La plaignante a allégué que l’intimé avait mal évalué ses qualifications en omettant de considérer des facteurs pertinents, en ne respectant pas les lignes directrices de la Commission de la fonction publique (CFP) et en ne respectant pas le principe d’équité. L’intimé a nié toutes ces allégations. Étant donné l’état de santé de la plaignante, le Tribunal a décidé d’instruire la plainte sur le dossier. Le Tribunal a donc fourni aux parties un échéancier pour les observations écrites. Le Tribunal avait reçu les observations écrites de l’intimé et de la CFP, mais n’en avait pas reçu de la part de la plaignante. En vertu du Règlement du Tribunal de la dotation de la fonction publique, le Tribunal a décidé de statuer sur la plainte même si la plaignante n’avait pas fourni d’observations écrites, en examinant les documents fournis par les parties. Décision La plaignante avait allégué que l’intimé n’avait pas respecté les lignes directrices de la CFP sur la vérification des références. Le Tribunal a noté que le Guide des pratiques exemplaires – Vérification structurée des références de la CFP ne constituait pas des lignes directrices, mais plutôt un guide pratique qui ne liait pas l’intimé. En ce qui est du principe d’équité, le Tribunal a indiqué que choisir un candidat comme répondant n’était pas idéal. Toutefois, ce fait en soi, en l’absence de toute autre preuve, n’établissait pas un abus de pouvoir. Selon la plaignante, le comité d’évaluation aurait dû avoir pris en considération ses évaluations de rendement. Le Tribunal a conclu que cette allégation n’était pas fondée puisque que la Loi sur l’emploi dans la fonction publique laisse au gestionnaire délégataire une grande marge de manœuvre concernant le choix des méthodes d’évaluation. Le comité d’évaluation pouvait donc choisir de ne pas prendre en considération les évaluations de rendement de la plaignante. Le Tribunal a conclu que la plaignante n’avait pas démontré que l’intimé avait abusé de son pouvoir dans l’évaluation de ses qualifications. Plainte rejetée.

Contenu de la décision

Coat of Arms - Armoiries
Dossier :
2008-0661
Rendue à :
Ottawa, le 29 mai 2013

MYRIAM MONTPETIT
Plaignante
ET
LE PRÉSIDENT DE L’AGENCE DES SERVICES FRONTALIERS DU CANADA
Intimé
ET
AUTRES PARTIES

Affaire :
Plainte d'abus de pouvoir en vertu de article 77(1)(a) de la Loi sur l'emploi dans la fonction publique
Décision :
La plainte est rejetée
Décision rendue par :
John Mooney, vice-président
Langue de la décision :
Français
Répertoriée :
Montpetit c. le président de l’Agence des services frontaliers du Canada
Référence neutre :
2013 TDFP 0017

Motifs de décision


Introduction

1 Myriam Montpetit, la plaignante, a participé à un processus de nomination interne annoncé pour doter des postes de gestionnaire des programmes régionaux aux groupe et niveau FB-06 à l’Agence des services frontaliers du Canada (ASFC). Sa candidature a été rejetée parce que, selon le président de l’ASFC, l'intimé, elle ne satisfaisait pas à deux qualifications essentielles établies pour ce poste.

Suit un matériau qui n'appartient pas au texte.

//! Skipping processed files and all-or-nothing reprocessing

use std::sync::Arc;

use transcript_pipeline::cache::ResumabilityCache;
use transcript_pipeline::pipeline::Mode;
use transcript_pipeline::schema::Stage;
use transcript_pipeline_sdk::FileOutcome;

use super::common::*;

#[tokio::test]
async fn test_second_run_makes_no_model_calls() {
    let workspace = Workspace::new();
    workspace.write_raw("youtube", "abc123.txt", &tokens(25_000));
    let config = workspace.config(10_000);
    let youtube = source(&config, "youtube");

    let first = Arc::new(full_pipeline_client());
    let summary = orchestrator(&first, &config)
        .process_files(&youtube, &files(&["abc123.txt"]), Mode::FiveStage)
        .await
        .unwrap();
    assert_eq!(summary.processed, vec!["abc123.txt"]);
    assert!(first.total_calls() > 0);

    let second = Arc::new(full_pipeline_client());
    let summary = orchestrator(&second, &config)
        .process_files(&youtube, &files(&["abc123.txt"]), Mode::FiveStage)
        .await
        .unwrap();
    assert_eq!(summary.skipped, vec!["abc123.txt"]);
    assert!(summary.processed.is_empty());
    assert_eq!(second.total_calls(), 0);
}

#[tokio::test]
async fn test_repeated_file_in_one_run_is_skipped() {
    let workspace = Workspace::new();
    workspace.write_raw("youtube", "abc123.txt", &tokens(10));
    let config = workspace.config(10_000);

    let client = Arc::new(full_pipeline_client());
    let summary = orchestrator(&client, &config)
        .process_files(
            &source(&config, "youtube"),
            &files(&["abc123.txt", "abc123.txt"]),
            Mode::FiveStage,
        )
        .await
        .unwrap();

    assert_eq!(summary.processed, vec!["abc123.txt"]);
    assert_eq!(summary.skipped, vec!["abc123.txt"]);
    assert_eq!(client.calls_for(Stage::Segmentation), 1);
}

#[tokio::test]
async fn test_same_file_name_from_other_source_is_not_skipped() {
    let workspace = Workspace::new();
    workspace.write_raw("youtube", "abc123", &tokens(10));
    workspace.write_raw("reddit", "abc123", &tokens(10));
    let config = workspace.config(10_000);

    let client = Arc::new(full_pipeline_client());
    let orchestrator = orchestrator(&client, &config);
    orchestrator
        .process_files(&source(&config, "youtube"), &files(&["abc123"]), Mode::FiveStage)
        .await
        .unwrap();
    let summary = orchestrator
        .process_files(&source(&config, "reddit"), &files(&["abc123"]), Mode::FiveStage)
        .await
        .unwrap();

    assert_eq!(summary.processed, vec!["abc123"]);
    assert_eq!(client.calls_for(Stage::Validation), 2);
}

#[tokio::test]
async fn test_partial_failure_is_fully_reprocessed() {
    let workspace = Workspace::new();
    workspace.write_raw("youtube", "abc123.txt", &tokens(10));
    let config = workspace.config(10_000);
    let youtube = source(&config, "youtube");

    let failing = Arc::new(
        full_pipeline_client().then(Stage::Validation, r#"{"insights": "only this"}"#),
    );
    let summary = orchestrator(&failing, &config)
        .process_files(&youtube, &files(&["abc123.txt"]), Mode::FiveStage)
        .await
        .unwrap();
    assert_eq!(summary.failed.len(), 1);
    assert!(workspace
        .artifact_path(Stage::AffinityMapping, "youtube", "abc123.txt")
        .exists());
    assert!(!workspace
        .artifact_path(Stage::Validation, "youtube", "abc123.txt")
        .exists());

    // Intermediate artifacts are not consulted: every stage runs again
    let retry = Arc::new(full_pipeline_client());
    let summary = orchestrator(&retry, &config)
        .process_files(&youtube, &files(&["abc123.txt"]), Mode::FiveStage)
        .await
        .unwrap();
    assert_eq!(summary.processed, vec!["abc123.txt"]);
    for stage in Stage::PIPELINE {
        assert_eq!(retry.calls_for(stage), 1, "{}", stage);
    }
}

#[tokio::test]
async fn test_schema_rejection_persists_nothing() {
    let workspace = Workspace::new();
    workspace.write_raw("youtube", "bad.txt", &tokens(10));
    workspace.write_raw("youtube", "good.txt", &tokens(10));
    let config = workspace.config(10_000);

    let client = Arc::new(
        full_pipeline_client().then(Stage::Segmentation, r#"{"summary": "no segments here"}"#),
    );
    let summary = orchestrator(&client, &config)
        .process_files(
            &source(&config, "youtube"),
            &files(&["bad.txt", "good.txt"]),
            Mode::FiveStage,
        )
        .await
        .unwrap();

    assert_eq!(summary.failed.len(), 1);
    assert_eq!(summary.failed[0].raw_file, "bad.txt");
    assert!(summary.failed[0].error.contains("segment_transcript"));
    assert!(summary.failed[0].error.contains("/segments"));
    assert!(!workspace
        .artifact_path(Stage::Segmentation, "youtube", "bad.txt")
        .exists());
    assert_eq!(client.calls_for(Stage::OpenCoding), 1);
    assert_eq!(summary.processed, vec!["good.txt"]);
}

#[tokio::test]
async fn test_missing_and_empty_inputs_fail_without_calls() {
    let workspace = Workspace::new();
    workspace.write_raw("youtube", "blank.txt", "  \n\t ");
    let config = workspace.config(10_000);

    let client = Arc::new(full_pipeline_client());
    let summary = orchestrator(&client, &config)
        .process_files(
            &source(&config, "youtube"),
            &files(&["missing.txt", "blank.txt"]),
            Mode::FiveStage,
        )
        .await
        .unwrap();

    assert_eq!(summary.failed.len(), 2);
    assert!(summary.failed[0].error.contains("not found"));
    assert!(summary.failed[1].error.contains("no segments"));
    assert_eq!(client.total_calls(), 0);
    assert!(!workspace
        .artifact_path(Stage::Validation, "youtube", "blank.txt")
        .exists());
}

#[tokio::test]
async fn test_process_file_reports_skip() {
    let workspace = Workspace::new();
    workspace.write_raw("twitter", "1234", &tokens(10));
    let config = workspace.config(10_000);
    let twitter = source(&config, "twitter");

    let client = Arc::new(full_pipeline_client());
    let orchestrator = orchestrator(&client, &config);
    let mut cache = ResumabilityCache::open(&config.output_dir, Stage::Validation)
        .await
        .unwrap();

    let first = orchestrator
        .process_file(&mut cache, &twitter, "1234", Mode::FiveStage)
        .await
        .unwrap();
    let second = orchestrator
        .process_file(&mut cache, &twitter, "1234", Mode::FiveStage)
        .await
        .unwrap();

    assert_eq!(first, FileOutcome::Processed);
    assert_eq!(second, FileOutcome::Skipped);
    assert!(cache.is_processed("twitter", "1234"));
}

2 La plaignante allègue que l’intimé a abusé de son pouvoir dans l’application du mérite dans ce processus de nomination. Plus spécifiquement, elle soutient qu’il a mal évalué ses qualifications en omettant de considérer des facteurs pertinents, en ne respectant pas les lignes directrices de la Commission de la fonction publique (CFP) portant sur la vérification des références, et en ne respectant pas le principe d’équité. L’intimé nie toutes ces allégations.

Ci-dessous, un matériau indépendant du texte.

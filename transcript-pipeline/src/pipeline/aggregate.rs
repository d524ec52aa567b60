//! Combining per-batch results into one result per file
//!
//! List fields are concatenated in batch order without deduplication.

use crate::schema::{Analysis, Segmentation};

/// Concatenate segments in batch order and join summaries with a blank line
pub fn combine_segmentations(parts: Vec<Segmentation>) -> Segmentation {
    let mut summaries = Vec::with_capacity(parts.len());
    let mut segments = Vec::new();

    for part in parts {
        summaries.push(part.summary);
        segments.extend(part.segments);
    }

    Segmentation {
        summary: summaries.join("\n\n"),
        segments,
    }
}

/// Concatenate codes, keywords and quotes in batch order
pub fn combine_analyses(parts: Vec<Analysis>) -> Analysis {
    parts.into_iter().fold(Analysis::default(), |mut combined, part| {
        combined.codes.extend(part.codes);
        combined.keywords.extend(part.keywords);
        combined.quotes.extend(part.quotes);
        combined
    })
}
//! Common test utilities for pipeline tests

use std::collections::{HashMap, VecDeque};
use std::path::PathBuf;
use std::sync::atomic::{AtomicUsize, Ordering};
use std::sync::{Arc, Mutex};
use std::time::Duration;

use async_trait::async_trait;
use serde_json::{json, Value};
use tempfile::TempDir;

use transcript_pipeline::client::{ModelClient, ModelRequest};
use transcript_pipeline::config::PipelineConfig;
use transcript_pipeline::executor::StageExecutor;
use transcript_pipeline::pipeline::Orchestrator;
use transcript_pipeline::schema::Stage;
use transcript_pipeline::source::TranscriptSource;
use transcript_pipeline::{PipelineError, Result};

type Responder = Box<dyn Fn(&ModelRequest) -> String + Send + Sync>;

/// In-memory model that answers by stage, keyed on the response format name
///
/// Queued responses are used first, in order; after that the stage's
/// responder answers, if one is set. Anything else is a model-call failure.
#[derive(Default)]
pub struct ScriptedClient {
    queued: Mutex<HashMap<String, VecDeque<String>>>,
    responders: HashMap<String, Responder>,
    delays: Mutex<HashMap<String, VecDeque<u64>>>,
    requests: Mutex<Vec<(String, ModelRequest)>>,
    total: AtomicUsize,
}

impl ScriptedClient {
    pub fn new() -> Self {
        Self::default()
    }

    /// Queue one response for `stage`
    pub fn then(self, stage: Stage, response: impl Into<String>) -> Self {
        self.queued
            .lock()
            .unwrap()
            .entry(stage.artifact_name().to_string())
            .or_default()
            .push_back(response.into());
        self
    }

    /// Answer every otherwise unscripted `stage` call with `response`
    pub fn always(self, stage: Stage, response: impl Into<String>) -> Self {
        let response = response.into();
        self.respond(stage, move |_| response.clone())
    }

    /// Answer `stage` calls by computing a response from the request
    pub fn respond(
        mut self,
        stage: Stage,
        responder: impl Fn(&ModelRequest) -> String + Send + Sync + 'static,
    ) -> Self {
        self.responders
            .insert(stage.artifact_name().to_string(), Box::new(responder));
        self
    }

    /// Delay successive `stage` calls by these milliseconds, in call order
    pub fn with_delays(self, stage: Stage, delays_ms: Vec<u64>) -> Self {
        self.delays
            .lock()
            .unwrap()
            .insert(stage.artifact_name().to_string(), delays_ms.into());
        self
    }

    pub fn calls_for(&self, stage: Stage) -> usize {
        self.requests_for(stage).len()
    }

    pub fn total_calls(&self) -> usize {
        self.total.load(Ordering::SeqCst)
    }

    pub fn requests_for(&self, stage: Stage) -> Vec<ModelRequest> {
        self.requests
            .lock()
            .unwrap()
            .iter()
            .filter(|(name, _)| name == stage.artifact_name())
            .map(|(_, request)| request.clone())
            .collect()
    }

    /// User content of each `stage` call, in call order
    pub fn inputs_for(&self, stage: Stage) -> Vec<String> {
        self.requests_for(stage)
            .into_iter()
            .map(|request| request.messages[1].content.clone())
            .collect()
    }
}

#[async_trait]
impl ModelClient for ScriptedClient {
    async fn complete(&self, request: &ModelRequest) -> Result<String> {
        let name = request.response_format.name.clone();
        self.total.fetch_add(1, Ordering::SeqCst);
        self.requests
            .lock()
            .unwrap()
            .push((name.clone(), request.clone()));

        let delay = self
            .delays
            .lock()
            .unwrap()
            .get_mut(&name)
            .and_then(|delays| delays.pop_front());
        if let Some(ms) = delay {
            tokio::time::sleep(Duration::from_millis(ms)).await;
        }

        let queued = self
            .queued
            .lock()
            .unwrap()
            .get_mut(&name)
            .and_then(|queue| queue.pop_front());

        match (queued, self.responders.get(&name)) {
            (Some(response), _) => Ok(response),
            (None, Some(responder)) => Ok(responder(request)),
            (None, None) => Err(PipelineError::ModelCall(format!(
                "no scripted response for {}",
                name
            ))),
        }
    }
}

/// Temporary raw/output roots for one test
pub struct Workspace {
    _dir: TempDir,
    pub raw_dir: PathBuf,
    pub output_dir: PathBuf,
}

impl Workspace {
    pub fn new() -> Self {
        let dir = TempDir::new().unwrap();
        let raw_dir = dir.path().join("raw");
        let output_dir = dir.path().join("processed-transcripts").join("json");
        std::fs::create_dir_all(&raw_dir).unwrap();
        Self {
            _dir: dir,
            raw_dir,
            output_dir,
        }
    }

    pub fn write_raw(&self, source: &str, raw_file: &str, text: &str) {
        let dir = self.raw_dir.join(source);
        std::fs::create_dir_all(&dir).unwrap();
        std::fs::write(dir.join(raw_file), text).unwrap();
    }

    pub fn config(&self, batch_size: usize) -> PipelineConfig {
        PipelineConfig {
            raw_dir: self.raw_dir.clone(),
            output_dir: self.output_dir.clone(),
            batch_size,
            ..Default::default()
        }
    }

    pub fn artifact_path(&self, stage: Stage, source: &str, raw_file: &str) -> PathBuf {
        self.output_dir
            .join(stage.artifact_name())
            .join(format!("{}-{}", source, raw_file))
    }

    pub fn read_artifact(&self, stage: Stage, source: &str, raw_file: &str) -> Value {
        let text = std::fs::read_to_string(self.artifact_path(stage, source, raw_file)).unwrap();
        serde_json::from_str(&text).unwrap()
    }
}

pub fn orchestrator(client: &Arc<ScriptedClient>, config: &PipelineConfig) -> Orchestrator {
    let executor = StageExecutor::from_config(client.clone(), &config.model);
    Orchestrator::new(executor, config)
}

pub fn source(config: &PipelineConfig, name: &str) -> TranscriptSource {
    config.source(name).unwrap()
}

pub fn files(names: &[&str]) -> Vec<String> {
    names.iter().map(|name| name.to_string()).collect()
}

/// `count` distinct whitespace-separated tokens
pub fn tokens(count: usize) -> String {
    (0..count)
        .map(|i| format!("w{}", i))
        .collect::<Vec<_>>()
        .join(" ")
}

/// Segmentation reply with `count` segments titled `{tag}-s{n}`
pub fn segmentation_response(tag: &str, count: usize) -> String {
    let segments: Vec<Value> = (0..count)
        .map(|n| {
            json!({
                "title": format!("{}-s{}", tag, n),
                "content": format!("content of {}-s{}", tag, n),
                "main_idea": format!("idea of {}-s{}", tag, n),
            })
        })
        .collect();
    json!({ "summary": format!("summary {}", tag), "segments": segments }).to_string()
}

/// Open-coding reply naming the segment title found in the request
pub fn coding_for_request(request: &ModelRequest) -> String {
    let content = &request.messages[1].content;
    let segment_json = content
        .split_once(": ")
        .map(|(_, json)| json)
        .unwrap_or_default();
    let title = serde_json::from_str::<Value>(segment_json)
        .ok()
        .and_then(|segment| segment["title"].as_str().map(str::to_string))
        .unwrap_or_else(|| "unknown".to_string());

    json!({
        "segments": [{
            "segment": title,
            "excerpts": [{ "text": format!("excerpt of {}", title), "code": format!("code-{}", title) }],
        }],
        "all_codes": [format!("code-{}", title)],
    })
    .to_string()
}

pub fn thematic_response() -> String {
    json!({
        "themes": [{
            "theme_name": "Tooling friction",
            "clusters": [{ "cluster_name": "Slow CI", "codes": ["code-b0-s0"] }],
        }],
    })
    .to_string()
}

pub fn affinity_response() -> String {
    json!({
        "relationships": "Slow CI drives context switching",
        "personas": [{
            "name": "Platform engineer",
            "background": "Owns the build system",
            "goals": "Fast feedback",
            "motivations": "Developer happiness",
            "needs": "Caching",
            "challenges": "Flaky tests",
            "behaviors": "Writes scripts",
            "attitudes": "Pragmatic",
            "relevant_quotes": ["CI takes forever"],
        }],
    })
    .to_string()
}

pub fn validation_response() -> String {
    json!({
        "refinements": [{ "persona": "Platform engineer", "change": "add on-call duty" }],
        "key_findings": "CI latency dominates",
        "insights": "Caching pays off",
        "recommendations": "Invest in remote caching",
    })
    .to_string()
}

pub fn analysis_response(tag: &str) -> String {
    json!({
        "codes": [format!("{}-code", tag)],
        "keywords": [format!("{}-keyword", tag)],
        "quotes": [{
            "quote": format!("{} quote", tag),
            "code": format!("{}-code", tag),
            "keywords": [format!("{}-keyword", tag)],
            "context": "standup",
        }],
    })
    .to_string()
}

/// Client answering every five-stage call; segmentation gets one segment per batch
pub fn full_pipeline_client() -> ScriptedClient {
    ScriptedClient::new()
        .always(Stage::Segmentation, segmentation_response("b", 1))
        .respond(Stage::OpenCoding, coding_for_request)
        .always(Stage::ThematicAnalysis, thematic_response())
        .always(Stage::AffinityMapping, affinity_response())
        .always(Stage::Validation, validation_response())
}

3 La CFP soutient qu’aucun élément de preuve n’indique que l’intimé a abusé de son pouvoir ou qu’il n’a pas respecté les lignes directrices de la CFP. Selon elle, la plainte devrait donc être rejetée.

4 Pour les raisons qui suivent, le Tribunal de la dotation de la fonction publique (le Tribunal) juge que la plaignante n’a pas établi que l’intimé a abusé de son pouvoir dans ce processus de nomination.

Contexte

5 En octobre 2007, l’intimé a affiché une Annonce de possibilité d’emploi sur Publiservice, le site Web du gouvernement fédéral, pour doter divers postes à l’ASFC, dont le poste susmentionné, pour une période indéterminée.

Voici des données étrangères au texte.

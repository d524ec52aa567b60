//! Schema registry for stage outputs
//!
//! Each stage declares the exact JSON shape the model must return. The same JSON
//! Schema document is sent to the model as its response format and used here to
//! check the response before it is deserialized into the stage's typed structure.
//! Validation is structural only.

pub mod types;

use std::fmt;

use jsonschema::{error::ValidationErrorKind, JSONSchema, ValidationError};
use serde::{de::DeserializeOwned, Deserialize, Serialize};
use serde_json::Value;

use crate::error::{PipelineError, Result};
use crate::pipeline_utils::extract_json;

pub use types::{
    AffinityMapping, Analysis, Cluster, Excerpt, OpenCoding, Persona, Quote, Segment,
    SegmentCoding, Segmentation, ThematicAnalysis, Theme, ValidationReport,
};

/// Every kind of model-produced artifact
#[derive(Debug, Clone, Copy, PartialEq, Eq, Hash, Serialize, Deserialize)]
#[serde(rename_all = "snake_case")]
pub enum Stage {
    Segmentation,
    OpenCoding,
    ThematicAnalysis,
    AffinityMapping,
    Validation,
    /// Single-pass codes/keywords/quotes analysis
    Analysis,
}

impl Stage {
    /// The five stages of the full pipeline, in execution order
    pub const PIPELINE: [Stage; 5] = [
        Stage::Segmentation,
        Stage::OpenCoding,
        Stage::ThematicAnalysis,
        Stage::AffinityMapping,
        Stage::Validation,
    ];

    /// Directory name under the output root where this stage's artifacts live
    pub fn artifact_name(self) -> &'static str {
        match self {
            Stage::Segmentation => "segment_transcript",
            Stage::OpenCoding => "open_coding",
            Stage::ThematicAnalysis => "clustering_and_thematic_analysis",
            Stage::AffinityMapping => "affinity_mapping_and_persona_development",
            Stage::Validation => "validate_and_document",
            Stage::Analysis => "analysis",
        }
    }
}

impl fmt::Display for Stage {
    fn fmt(&self, f: &mut fmt::Formatter<'_>) -> fmt::Result {
        f.write_str(self.artifact_name())
    }
}

/// A typed stage output with a JSON Schema describing its wire shape
pub trait StageSchema: Serialize + DeserializeOwned + Send + Sync + 'static {
    const STAGE: Stage;

    fn json_schema() -> Value;
}

/// Parse a raw model response into the stage's typed structure
///
/// Accepts bare JSON or JSON wrapped in a Markdown code fence.
pub fn parse_response<S: StageSchema>(raw: &str) -> Result<S> {
    let stage = S::STAGE.artifact_name();
    let text = extract_json(raw);
    let value: Value = serde_json::from_str(&text).map_err(|e| {
        PipelineError::schema(stage, "$", format!("response is not valid JSON: {}", e))
    })?;

    validate(S::STAGE, &S::json_schema(), &value)?;

    serde_json::from_value(value).map_err(|e| PipelineError::schema(stage, "$", e.to_string()))
}

/// Check `instance` against `schema`, reporting the first violation
pub fn validate(stage: Stage, schema: &Value, instance: &Value) -> Result<()> {
    let compiled = JSONSchema::compile(schema).map_err(|e| {
        PipelineError::schema(stage.artifact_name(), "<schema>", e.to_string())
    })?;

    let outcome = compiled.validate(instance);
    if let Err(mut errors) = outcome {
        if let Some(error) = errors.next() {
            return Err(PipelineError::schema(
                stage.artifact_name(),
                field_path(&error),
                error.to_string(),
            ));
        }
    }

    Ok(())
}

/// JSON pointer to the offending field; for missing fields, the pointer names the field itself
fn field_path(error: &ValidationError<'_>) -> String {
    let mut path = error.instance_path.to_string();
    if let ValidationErrorKind::Required { property } = &error.kind {
        if let Some(name) = property.as_str() {
            path.push('/');
            path.push_str(name);
        }
    }

    if path.is_empty() {
        "$".to_string()
    } else {
        path
    }
}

6 L’intimé a présélectionné les candidats en fonction de leurs études et leur expérience de travail. Les autres qualifications étaient évaluées par un examen écrit normalisé, une simulation et une vérification des références.

7 La plaignante n’a pas satisfait à deux qualifications essentielles : le leadership et les relations interpersonnelles.

8 Le 19 septembre 2008, l’intimé a affiché la Notification de nomination ou de proposition de nomination pour la nomination de cinq personnes au poste susmentionné.

9 Le 6 octobre 2008, la plaignante a présenté au Tribunal une plainte d’abus de pouvoir en vertu de l’article 77(1)a) de la Loi sur l’emploi dans la fonction publique, L.C. 2003, ch. 22, art. 12 et 13 (LEFP).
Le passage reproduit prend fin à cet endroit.